## THE TASK
Run through the data and copy out every line that mentions the word "TableLink".

## AVAILABLE DATA
*-*-*
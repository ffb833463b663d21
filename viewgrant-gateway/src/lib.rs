//! VIEWGRANT Gateway - External Collaborator Traits and Mocks
//!
//! Defines the boundary to the catalog, permission, identity, transport and
//! ledger services. Production implementations live in `viewgrant-aws`;
//! the in-memory mocks in [`mock`] back tests and dry runs.

pub mod mock;

pub use mock::{
    GrantCall, GrantTarget, MockCatalog, MockIdentity, MockLedger, MockPermissions,
    MockTransport,
};

use async_trait::async_trait;
use serde::{Deserialize, Serialize};
use std::sync::Arc;
use viewgrant_core::{
    CatalogObject, CatalogObjectRef, DatabaseRef, GatewayError, GrantRecord, Permission,
};

/// Result type for gateway calls.
pub type GatewayResult<T> = Result<T, GatewayError>;

// ============================================================================
// REQUEST TYPES
// ============================================================================

/// A table resource link: `database_name.name` in the local catalog pointing
/// at `target` in `target_region`.
#[derive(Debug, Clone, PartialEq, Eq, Hash, Serialize, Deserialize)]
pub struct TableLink {
    pub database_name: String,
    pub name: String,
    pub target: CatalogObjectRef,
    pub target_region: String,
}

/// A database resource link: `name` in the local catalog pointing at
/// `target` in `target_region`.
#[derive(Debug, Clone, PartialEq, Eq, Hash, Serialize, Deserialize)]
pub struct DatabaseLink {
    pub name: String,
    pub target: DatabaseRef,
    pub target_region: String,
}

/// Outcome of a resource-link creation. An existing link is not an error.
#[derive(Debug, Clone, Copy, PartialEq, Eq, Serialize, Deserialize)]
pub enum LinkOutcome {
    Created,
    AlreadyExists,
}

/// One outbound event.
#[derive(Debug, Clone, PartialEq, Eq, Serialize, Deserialize)]
pub struct OutboundEvent {
    pub bus_arn: String,
    pub source: String,
    pub detail_type: String,
    /// JSON-encoded detail.
    pub detail: String,
}

/// Transport response to a publish call.
#[derive(Debug, Clone, Copy, PartialEq, Eq, Default, Serialize, Deserialize)]
pub struct PublishOutcome {
    pub failed_count: i32,
}

// ============================================================================
// GATEWAY TRAITS
// ============================================================================

/// Read access to object definitions plus resource-link creation.
#[async_trait]
pub trait CatalogGateway: Send + Sync {
    /// Fetch an object. `Ok(None)` when the catalog reports it does not exist.
    async fn get_object(&self, object: &CatalogObjectRef) -> GatewayResult<Option<CatalogObject>>;

    /// Create a table resource link.
    async fn create_table_link(&self, link: &TableLink) -> GatewayResult<LinkOutcome>;

    /// Create a database resource link.
    async fn create_database_link(&self, link: &DatabaseLink) -> GatewayResult<LinkOutcome>;
}

/// Grant operations against an authorization domain.
///
/// The domain is selected by the catalog id carried in the resource.
#[async_trait]
pub trait PermissionGateway: Send + Sync {
    async fn grant_database(
        &self,
        database: &DatabaseRef,
        principal: &str,
        permissions: &[Permission],
        grantable: &[Permission],
    ) -> GatewayResult<()>;

    async fn grant_table(
        &self,
        table: &CatalogObjectRef,
        principal: &str,
        permissions: &[Permission],
        grantable: &[Permission],
    ) -> GatewayResult<()>;
}

/// Caller identity and role policy management.
#[async_trait]
pub trait IdentityGateway: Send + Sync {
    /// ARN of the principal the service runs as.
    async fn current_principal_arn(&self) -> GatewayResult<String>;

    async fn has_managed_policy(&self, role_arn: &str, policy_arn: &str) -> GatewayResult<bool>;

    async fn attach_managed_policy(&self, role_arn: &str, policy_arn: &str) -> GatewayResult<()>;
}

/// Asynchronous event transport.
#[async_trait]
pub trait EventTransport: Send + Sync {
    async fn publish(&self, event: &OutboundEvent) -> GatewayResult<PublishOutcome>;
}

/// Durable record of issued grants.
#[async_trait]
pub trait SubscriptionLedger: Send + Sync {
    /// Idempotent upsert keyed by the record triple.
    async fn put_record(&self, record: &GrantRecord) -> GatewayResult<()>;
}

// ============================================================================
// BUNDLE
// ============================================================================

/// The full set of collaborators one invocation talks to.
#[derive(Clone)]
pub struct Gateways {
    pub catalog: Arc<dyn CatalogGateway>,
    pub permissions: Arc<dyn PermissionGateway>,
    pub identity: Arc<dyn IdentityGateway>,
    pub transport: Arc<dyn EventTransport>,
    pub ledger: Arc<dyn SubscriptionLedger>,
}

impl std::fmt::Debug for Gateways {
    fn fmt(&self, f: &mut std::fmt::Formatter<'_>) -> std::fmt::Result {
        f.debug_struct("Gateways").finish_non_exhaustive()
    }
}

/// Handles to in-memory gateways, kept for inspection after a run.
#[derive(Debug, Clone, Default)]
pub struct MockGateways {
    pub catalog: Arc<MockCatalog>,
    pub permissions: Arc<MockPermissions>,
    pub identity: Arc<MockIdentity>,
    pub transport: Arc<MockTransport>,
    pub ledger: Arc<MockLedger>,
}

impl MockGateways {
    pub fn new() -> Self {
        Self::default()
    }

    /// Mocks whose identity reports `principal_arn`.
    pub fn with_principal(principal_arn: impl Into<String>) -> Self {
        Self {
            identity: Arc::new(MockIdentity::new(principal_arn)),
            ..Self::default()
        }
    }

    /// Trait-object view over the same mocks.
    pub fn gateways(&self) -> Gateways {
        Gateways {
            catalog: self.catalog.clone(),
            permissions: self.permissions.clone(),
            identity: self.identity.clone(),
            transport: self.transport.clone(),
            ledger: self.ledger.clone(),
        }
    }
}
*-*-*
## RESPONSE FOR THIS EXERCISE
pub struct TableLink {
    async fn create_table_link(&self, link: &TableLink) -> GatewayResult<LinkOutcome>;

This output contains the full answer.